How to skip negativity and be the source of positivity in the workplace

the workplace is filled with nice and kind people, if you can’t find one, be one.

be the help we wish we had, be the boss you wish you had.

always try to leave things in better state than when you’ve found them [boyscout rule]

if you find yourself in a situation where you are neither learning, nor contributing, use your own two feet to go somewhere else. [law of two feet]

always try to make it easy for people to do the right things.

No one wakes up everyday and say “today i wanna do my best to annoy my co-workers”, always remember that!

lead by example.

smile.

Things that new employees don’t seem to know about work

Companies are run by people (not machines), everything can be negotiated, dont get blocked by what you see from Job Ads and Bulletins.
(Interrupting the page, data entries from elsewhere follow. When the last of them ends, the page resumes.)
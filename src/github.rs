//! Pull request lookup against the GitHub REST API

use crate::domain::PullRequest;
use crate::error::{Result, TagOnMergeError};
use reqwest::blocking::Client;
use reqwest::header::{HeaderMap, HeaderValue, ACCEPT, AUTHORIZATION, USER_AGENT};
use serde::Deserialize;
use tracing::{debug, info};

pub const DEFAULT_API_URL: &str = "https://api.github.com";

/// Finds the pull request that introduced a commit on trunk
pub trait PrLookup {
    /// Returns the merged pull request targeting `trunk` that introduced `commit`.
    ///
    /// # Returns
    /// * `Ok(PullRequest)` - The pull request
    /// * `Err(PrNotFound)` - If no merged pull request targets trunk
    fn pull_request_for_commit(&self, commit: &str, trunk: &str) -> Result<PullRequest>;
}

/// Picks the pull request that merged `commit` into `trunk`.
///
/// The platform may list several pull requests containing the same commit
/// (e.g. a feature branch merged into `develop` and then into `main`). The
/// first one in listing order whose base is `trunk` and which has a merge
/// commit is chosen.
pub fn select_merged_pr(prs: Vec<PullRequest>, commit: &str, trunk: &str) -> Result<PullRequest> {
    prs.into_iter()
        .find(|pr| pr.is_merged_into(trunk))
        .ok_or_else(|| TagOnMergeError::PrNotFound {
            commit: commit.to_string(),
            trunk: trunk.to_string(),
        })
}

#[derive(Debug, Deserialize)]
struct ApiPullRequest {
    number: u64,
    base: ApiBranch,
    merge_commit_sha: Option<String>,
    #[serde(default)]
    labels: Vec<ApiLabel>,
}

#[derive(Debug, Deserialize)]
struct ApiBranch {
    #[serde(rename = "ref")]
    ref_name: String,
}

#[derive(Debug, Deserialize)]
struct ApiLabel {
    name: String,
}

impl From<ApiPullRequest> for PullRequest {
    fn from(pr: ApiPullRequest) -> Self {
        PullRequest {
            number: pr.number,
            base: pr.base.ref_name,
            merge_commit_sha: pr.merge_commit_sha,
            labels: pr.labels.into_iter().map(|label| label.name).collect(),
        }
    }
}

/// Decode the body of `GET /repos/{owner}/{repo}/commits/{sha}/pulls`
pub fn parse_pull_requests(body: &str) -> Result<Vec<PullRequest>> {
    let prs: Vec<ApiPullRequest> = serde_json::from_str(body)
        .map_err(|e| TagOnMergeError::api(format!("unexpected pull request payload: {}", e)))?;

    Ok(prs.into_iter().map(PullRequest::from).collect())
}

/// Blocking GitHub client scoped to one repository
pub struct GitHubClient {
    http: Client,
    api_url: String,
    owner: String,
    repository: String,
}

impl GitHubClient {
    /// Create a client authenticated with `token`
    pub fn new(
        api_url: impl Into<String>,
        owner: impl Into<String>,
        repository: impl Into<String>,
        token: &str,
    ) -> Result<Self> {
        let mut headers = HeaderMap::new();
        headers.insert(ACCEPT, HeaderValue::from_static("application/vnd.github+json"));
        headers.insert("x-github-api-version", HeaderValue::from_static("2022-11-28"));
        headers.insert(
            USER_AGENT,
            HeaderValue::from_static(concat!("semver-tag-on-merge/", env!("CARGO_PKG_VERSION"))),
        );

        let mut authorization = HeaderValue::from_str(&format!("Bearer {}", token))
            .map_err(|_| TagOnMergeError::config("repository token contains invalid characters"))?;
        authorization.set_sensitive(true);
        headers.insert(AUTHORIZATION, authorization);

        let http = Client::builder()
            .default_headers(headers)
            .build()
            .map_err(|e| TagOnMergeError::api(format!("failed to build HTTP client: {}", e)))?;

        Ok(GitHubClient {
            http,
            api_url: api_url.into().trim_end_matches('/').to_string(),
            owner: owner.into(),
            repository: repository.into(),
        })
    }

    fn pulls_for_commit_url(&self, commit: &str) -> String {
        format!(
            "{}/repos/{}/{}/commits/{}/pulls?per_page=100",
            self.api_url, self.owner, self.repository, commit
        )
    }

    /// List the pull requests associated with `commit`, in platform order
    pub fn list_pull_requests_for_commit(&self, commit: &str) -> Result<Vec<PullRequest>> {
        let url = self.pulls_for_commit_url(commit);
        debug!(%url, "listing pull requests for commit");

        let response = self
            .http
            .get(&url)
            .send()
            .map_err(|e| TagOnMergeError::api(format!("failed to send request to GitHub: {}", e)))?;

        let status = response.status();
        let body = response
            .text()
            .map_err(|e| TagOnMergeError::api(format!("failed to read GitHub response: {}", e)))?;

        if !status.is_success() {
            let message = serde_json::from_str::<serde_json::Value>(&body)
                .ok()
                .and_then(|json| json.get("message").and_then(|m| m.as_str()).map(str::to_string))
                .unwrap_or_else(|| "Unknown error".to_string());

            return Err(TagOnMergeError::api(format!(
                "listing pull requests for commit '{}' failed: HTTP {} - {}",
                commit, status, message
            )));
        }

        parse_pull_requests(&body)
    }
}

impl PrLookup for GitHubClient {
    fn pull_request_for_commit(&self, commit: &str, trunk: &str) -> Result<PullRequest> {
        let prs = self.list_pull_requests_for_commit(commit)?;
        let pr = select_merged_pr(prs, commit, trunk)?;

        info!(number = pr.number, labels = ?pr.labels, "found pull request");
        Ok(pr)
    }
}
//! Workflow entry points shared by the binary and the tests

pub mod orchestration;

pub use orchestration::{run_workflow, WorkflowArgs, WorkflowResult};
Companies don’t always know what they are doing, many just pretend that they do, question the status quo, ask why 5 times, find the first principles. find out why people do things.

Salary/Compensation is never fail and equal, there’s no sense comparing your’s with your co-worker, WE GET WHAT WE ASK FOR. state your desires/skills during interviews (be sure to have the right skills for your job before you demand tho)

Blame is not for failure, it is failing to help others or ask for help, asking for help is something people are too embarassed about. there is nothing embarassing about wanting to improve yourself or your work.